== WORK TASK ==
For the word "errors", tally the lines of the data that contain it and give the tally alone.
DATA FOR ANALYSIS section start
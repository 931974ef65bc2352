//! JSON extractor with improved error handling.
//!
//! This module provides [`Json`], a version of [`axum::Json`] whose
//! rejections are converted into the crate-wide [`Error`] type.

use axum::extract::rejection::JsonRejection;
use axum::extract::{FromRequest, Json as AxumJson, OptionalFromRequest, Request};
use axum::response::{IntoResponse, Response};
use derive_more::{Deref, DerefMut, From};
use serde::Serialize;
use serde::de::DeserializeOwned;

use crate::handler::{Error, ErrorKind};

/// JSON extractor with improved error handling.
///
/// Deserialization failures surface as `400 Bad Request` with a short
/// user-facing message; parser details are kept in the log context.
///
/// [`Json`]: AxumJson
#[must_use]
#[derive(Debug, Clone, Copy, Default, Deref, DerefMut, From)]
pub struct Json<T>(pub T);

impl<T> Json<T> {
    /// Creates a new [`Json`] wrapper around the provided value.
    #[inline]
    pub fn new(inner: T) -> Self {
        Self(inner)
    }

    /// Returns the inner value.
    #[inline]
    pub fn into_inner(self) -> T {
        self.0
    }
}

impl<T, S> FromRequest<S> for Json<T>
where
    T: DeserializeOwned + 'static,
    S: Send + Sync,
{
    type Rejection = Error<'static>;

    async fn from_request(req: Request, state: &S) -> Result<Self, Self::Rejection> {
        let extractor = <AxumJson<T> as FromRequest<S>>::from_request(req, state).await;
        extractor.map(|x| Self::new(x.0)).map_err(Into::into)
    }
}

impl<T, S> OptionalFromRequest<S> for Json<T>
where
    T: DeserializeOwned + 'static,
    S: Send + Sync,
{
    type Rejection = Error<'static>;

    async fn from_request(req: Request, state: &S) -> Result<Option<Self>, Self::Rejection> {
        let result = <Self as FromRequest<S>>::from_request(req, state).await;

        match result {
            Ok(json) => Ok(Some(json)),
            Err(error) => {
                // Only server errors propagate from optional extraction.
                match error.kind() {
                    ErrorKind::InternalServerError => Err(error),
                    _ => Ok(None),
                }
            }
        }
    }
}

impl<T> IntoResponse for Json<T>
where
    T: Serialize,
{
    #[inline]
    fn into_response(self) -> Response {
        AxumJson(self.0).into_response()
    }
}

impl From<JsonRejection> for Error<'static> {
    fn from(rejection: JsonRejection) -> Self {
        match rejection {
            JsonRejection::JsonDataError(err) => ErrorKind::BadRequest
                .with_message("Invalid request data format")
                .with_context(format!(
                    "JSON deserialization failed: {}",
                    sanitize_error_message(&err.to_string())
                )),
            JsonRejection::JsonSyntaxError(err) => ErrorKind::BadRequest
                .with_message("Invalid JSON syntax in request body")
                .with_context(format!(
                    "JSON parsing failed: {}",
                    sanitize_error_message(&err.to_string())
                )),
            JsonRejection::MissingJsonContentType(_) => ErrorKind::BadRequest
                .with_message("Invalid content type")
                .with_context("Content-Type header must be set to 'application/json'"),
            JsonRejection::BytesRejection(err) => ErrorKind::BadRequest
                .with_message("Failed to read request body")
                .with_context(sanitize_error_message(&err.to_string())),
            rejection => ErrorKind::InternalServerError
                .with_message("Request processing failed")
                .with_context(format!("unexpected JSON rejection: {rejection:?}")),
        }
    }
}

/// Trims parser errors down to a single loggable line.
fn sanitize_error_message(message: &str) -> String {
    let lines = message.lines().take(3).collect::<Vec<_>>();
    lines.join(" ").chars().take(200).collect()
}

impl<T> aide::OperationInput for Json<T>
where
    T: schemars::JsonSchema,
{
    fn operation_input(
        ctx: &mut aide::generate::GenContext,
        operation: &mut aide::openapi::Operation,
    ) {
        AxumJson::<T>::operation_input(ctx, operation);
    }

    fn inferred_early_responses(
        ctx: &mut aide::generate::GenContext,
        operation: &mut aide::openapi::Operation,
    ) -> Vec<(Option<u16>, aide::openapi::Response)> {
        AxumJson::<T>::inferred_early_responses(ctx, operation)
    }
}

impl<T> aide::OperationOutput for Json<T>
where
    T: schemars::JsonSchema + Serialize,
{
    type Inner = T;

    fn operation_response(
        ctx: &mut aide::generate::GenContext,
        operation: &mut aide::openapi::Operation,
    ) -> Option<aide::openapi::Response> {
        AxumJson::<T>::operation_response(ctx, operation)
    }

    fn inferred_responses(
        ctx: &mut aide::generate::GenContext,
        operation: &mut aide::openapi::Operation,
    ) -> Vec<(Option<u16>, aide::openapi::Response)> {
        AxumJson::<T>::inferred_responses(ctx, operation)
    }
}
DATA FOR ANALYSIS section end
== ANSWER TO THIS PROBLEM ==
2